The problem :: Every line below that includes "microseconds" counts toward the total. Report that total alone.

Data for the task ::
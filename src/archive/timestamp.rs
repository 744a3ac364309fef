//! Archive timestamps and their two on-disk encodings
//!
//! A timestamp is seconds plus sub-second units. The legacy (V2) on-disk
//! form is 8 bytes: seconds and microseconds, both `i32`. The extended
//! (V3) form is 12 bytes: 64-bit seconds and `i32` nanoseconds. Both are
//! big-endian. Conversions between forms truncate or scale, never wrap:
//! encoding a timestamp whose seconds do not fit the legacy field is an
//! error the caller must handle.

use crate::archive::error::{ArchiveError, ArchiveResult};
use chrono::{DateTime, Utc};
use serde::Serialize;

/// Nanoseconds per second; sub-second values are always below this
pub const NSEC_PER_SEC: u32 = 1_000_000_000;

/// Archive format version, pinned when an archive is opened and passed
/// explicitly to every codec call. There is no upgrade in place; a
/// version change means a new archive.
#[derive(Debug, Clone, Copy, PartialEq, Eq, Serialize)]
pub enum ArchiveVersion {
    /// Legacy format: 32-bit seconds, microsecond resolution
    V2,
    /// Extended format: 64-bit seconds, nanosecond resolution
    V3,
}

impl ArchiveVersion {
    /// On-disk size of one timestamp in this version
    pub fn timestamp_size(self) -> usize {
        match self {
            ArchiveVersion::V2 => 8,
            ArchiveVersion::V3 => 12,
        }
    }

    /// Version byte as stored in the archive label magic
    pub fn code(self) -> u8 {
        match self {
            ArchiveVersion::V2 => 2,
            ArchiveVersion::V3 => 3,
        }
    }

    pub fn from_code(code: u8) -> Option<Self> {
        match code {
            2 => Some(ArchiveVersion::V2),
            3 => Some(ArchiveVersion::V3),
            _ => None,
        }
    }
}

impl std::fmt::Display for ArchiveVersion {
    fn fmt(&self, f: &mut std::fmt::Formatter<'_>) -> std::fmt::Result {
        write!(f, "V{}", self.code())
    }
}

/// A point in time as recorded in an archive
///
/// Invariant: `nsec < NSEC_PER_SEC`.
#[derive(Debug, Clone, Copy, PartialEq, Eq, PartialOrd, Ord, Serialize)]
pub struct Timestamp {
    /// Seconds since the Unix epoch (signed)
    pub sec: i64,
    /// Nanoseconds within the second
    pub nsec: u32,
}

impl Timestamp {
    /// Create a timestamp
    ///
    /// # Panics
    /// Panics if `nsec >= NSEC_PER_SEC`.
    pub fn new(sec: i64, nsec: u32) -> Self {
        assert!(nsec < NSEC_PER_SEC, "Timestamp: nsec out of range");
        Self { sec, nsec }
    }

    /// Current wall-clock time
    pub fn now() -> Self {
        let now = Utc::now();
        Self {
            sec: now.timestamp(),
            nsec: now.timestamp_subsec_nanos() % NSEC_PER_SEC,
        }
    }

    /// Seconds and microseconds as stored by the legacy format.
    /// Nanoseconds truncate to microseconds; seconds outside the 32-bit
    /// range are rejected rather than wrapped.
    pub fn to_legacy(&self) -> ArchiveResult<(i32, i32)> {
        let sec = i32::try_from(self.sec).map_err(|_| {
            ArchiveError::IllegalRecord(format!(
                "timestamp {}s outside legacy 32-bit range",
                self.sec
            ))
        })?;
        Ok((sec, (self.nsec / 1_000) as i32))
    }

    /// Append the on-disk form for `version` to `out`
    pub fn encode(&self, version: ArchiveVersion, out: &mut Vec<u8>) -> ArchiveResult<()> {
        match version {
            ArchiveVersion::V2 => {
                let (sec, usec) = self.to_legacy()?;
                out.extend_from_slice(&sec.to_be_bytes());
                out.extend_from_slice(&usec.to_be_bytes());
            }
            ArchiveVersion::V3 => {
                out.extend_from_slice(&self.sec.to_be_bytes());
                out.extend_from_slice(&(self.nsec as i32).to_be_bytes());
            }
        }
        Ok(())
    }
}

impl std::fmt::Display for Timestamp {
    fn fmt(&self, f: &mut std::fmt::Formatter<'_>) -> std::fmt::Result {
        match DateTime::<Utc>::from_timestamp(self.sec, self.nsec) {
            Some(dt) => write!(f, "{}", dt.format("%Y-%m-%d %H:%M:%S%.9f")),
            None => write!(f, "{}.{:09}", self.sec, self.nsec),
        }
    }
}
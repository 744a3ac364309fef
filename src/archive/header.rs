//! Archive label header
//!
//! Every file of an archive (temporal index, metadata log, and each data
//! volume) starts with one fixed-size label record identifying the
//! archive. Readers pin the archive version from it; the temporal index
//! loader and metadata reader seek past it.
//!
//! Layout (all fields big-endian):
//! ```text
//! len:      i32   whole label including both length words
//! magic:    u32   0x414e4c00 | version code in the low byte
//! pid:      i32   process id of the writer
//! start:    timestamp in the version's layout (8 or 12 bytes)
//! volume:   i32   VOL_INDEX, VOL_META, or data volume number >= 0
//! hostname: [u8; 64]  NUL-padded
//! timezone: [u8; 40]  NUL-padded
//! len:      i32   trailer, equal to the leading len
//! ```

use crate::archive::error::{ArchiveError, ArchiveResult};
use crate::archive::timestamp::{ArchiveVersion, Timestamp};
use crate::archive::wire::Scan;
use std::io::Read;

/// Magic base; the low byte carries the version code
const LABEL_MAGIC_BASE: u32 = 0x414e_4c00;

/// Volume number of the temporal index file
pub const VOL_INDEX: i32 = -2;
/// Volume number of the metadata log file
pub const VOL_META: i32 = -1;

const HOSTNAME_SIZE: usize = 64;
const TIMEZONE_SIZE: usize = 40;

/// The label record at the front of every archive file
#[derive(Debug, Clone, PartialEq, Eq)]
pub struct ArchiveLabel {
    pub version: ArchiveVersion,
    /// Process id of the writing logger
    pub pid: i32,
    /// Time the archive (or volume) was created
    pub start: Timestamp,
    /// Which file this label fronts (VOL_INDEX, VOL_META, or a data
    /// volume number)
    pub volume: i32,
    pub hostname: String,
    pub timezone: String,
}

impl ArchiveLabel {
    /// On-disk size of the label for a given version
    pub fn size(version: ArchiveVersion) -> usize {
        // len + magic + pid + stamp + volume + hostname + timezone + len
        4 + 4 + 4 + version.timestamp_size() + 4 + HOSTNAME_SIZE + TIMEZONE_SIZE + 4
    }

    /// Serialize the label. Hostname and timezone are truncated to their
    /// fixed fields if overlong.
    pub fn encode(&self) -> ArchiveResult<Vec<u8>> {
        let len = Self::size(self.version) as i32;
        let mut buf = Vec::with_capacity(len as usize);
        buf.extend_from_slice(&len.to_be_bytes());
        buf.extend_from_slice(&(LABEL_MAGIC_BASE | self.version.code() as u32).to_be_bytes());
        buf.extend_from_slice(&self.pid.to_be_bytes());
        self.start.encode(self.version, &mut buf)?;
        buf.extend_from_slice(&self.volume.to_be_bytes());
        push_padded(&mut buf, &self.hostname, HOSTNAME_SIZE);
        push_padded(&mut buf, &self.timezone, TIMEZONE_SIZE);
        buf.extend_from_slice(&len.to_be_bytes());
        Ok(buf)
    }

    /// Parse a label from an exactly-sized buffer
    pub fn decode(buf: &[u8]) -> ArchiveResult<Self> {
        if buf.len() < 8 {
            return Err(ArchiveError::BadLabel(format!(
                "label of {} bytes too short",
                buf.len()
            )));
        }
        let mut scan = Scan::new(buf);
        let len = scan.i32()?;
        let magic = scan.u32()?;
        if magic & 0xffff_ff00 != LABEL_MAGIC_BASE {
            return Err(ArchiveError::BadLabel(format!(
                "bad magic {:#010x}",
                magic
            )));
        }
        let version = ArchiveVersion::from_code((magic & 0xff) as u8).ok_or_else(|| {
            ArchiveError::BadLabel(format!("unsupported version {}", magic & 0xff))
        })?;
        if len as usize != Self::size(version) || buf.len() != Self::size(version) {
            return Err(ArchiveError::BadLabel(format!(
                "label length {} != expected {} for {}",
                len,
                Self::size(version),
                version
            )));
        }
        let pid = scan.i32()?;
        let start = scan.stamp(version)?;
        let volume = scan.i32()?;
        let hostname = take_padded(&mut scan, HOSTNAME_SIZE)?;
        let timezone = take_padded(&mut scan, TIMEZONE_SIZE)?;
        let trailer = scan.i32()?;
        if trailer != len {
            return Err(ArchiveError::BadLabel(format!(
                "trailer length {} != header length {}",
                trailer, len
            )));
        }
        Ok(Self {
            version,
            pid,
            start,
            volume,
            hostname,
            timezone,
        })
    }

    /// Read one label from the front of an archive file. Determines the
    /// version from the magic word before reading the remainder.
    pub fn read_from<R: Read>(r: &mut R) -> ArchiveResult<Self> {
        let mut head = [0u8; 8];
        r.read_exact(&mut head).map_err(|e| {
            if e.kind() == std::io::ErrorKind::UnexpectedEof {
                ArchiveError::BadLabel("file too short for archive label".to_string())
            } else {
                ArchiveError::Io(e)
            }
        })?;
        let magic = u32::from_be_bytes([head[4], head[5], head[6], head[7]]);
        if magic & 0xffff_ff00 != LABEL_MAGIC_BASE {
            return Err(ArchiveError::BadLabel(format!(
                "bad magic {:#010x}",
                magic
            )));
        }
        let version = ArchiveVersion::from_code((magic & 0xff) as u8).ok_or_else(|| {
            ArchiveError::BadLabel(format!("unsupported version {}", magic & 0xff))
        })?;
        let size = Self::size(version);
        let mut buf = vec![0u8; size];
        buf[..8].copy_from_slice(&head);
        r.read_exact(&mut buf[8..]).map_err(|e| {
            if e.kind() == std::io::ErrorKind::UnexpectedEof {
                ArchiveError::BadLabel("file too short for archive label".to_string())
            } else {
                ArchiveError::Io(e)
            }
        })?;
        Self::decode(&buf)
    }
}

fn push_padded(buf: &mut Vec<u8>, s: &str, size: usize) {
    let bytes = s.as_bytes();
    let n = bytes.len().min(size);
    buf.extend_from_slice(&bytes[..n]);
    buf.resize(buf.len() + size - n, 0);
}

fn take_padded(scan: &mut Scan<'_>, size: usize) -> ArchiveResult<String> {
    let raw = scan.bytes(size)?;
    let end = raw.iter().position(|&b| b == 0).unwrap_or(size);
    std::str::from_utf8(&raw[..end])
        .map(str::to_string)
        .map_err(|_| ArchiveError::BadLabel("label string is not UTF-8".to_string()))
}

Result of the task :: 3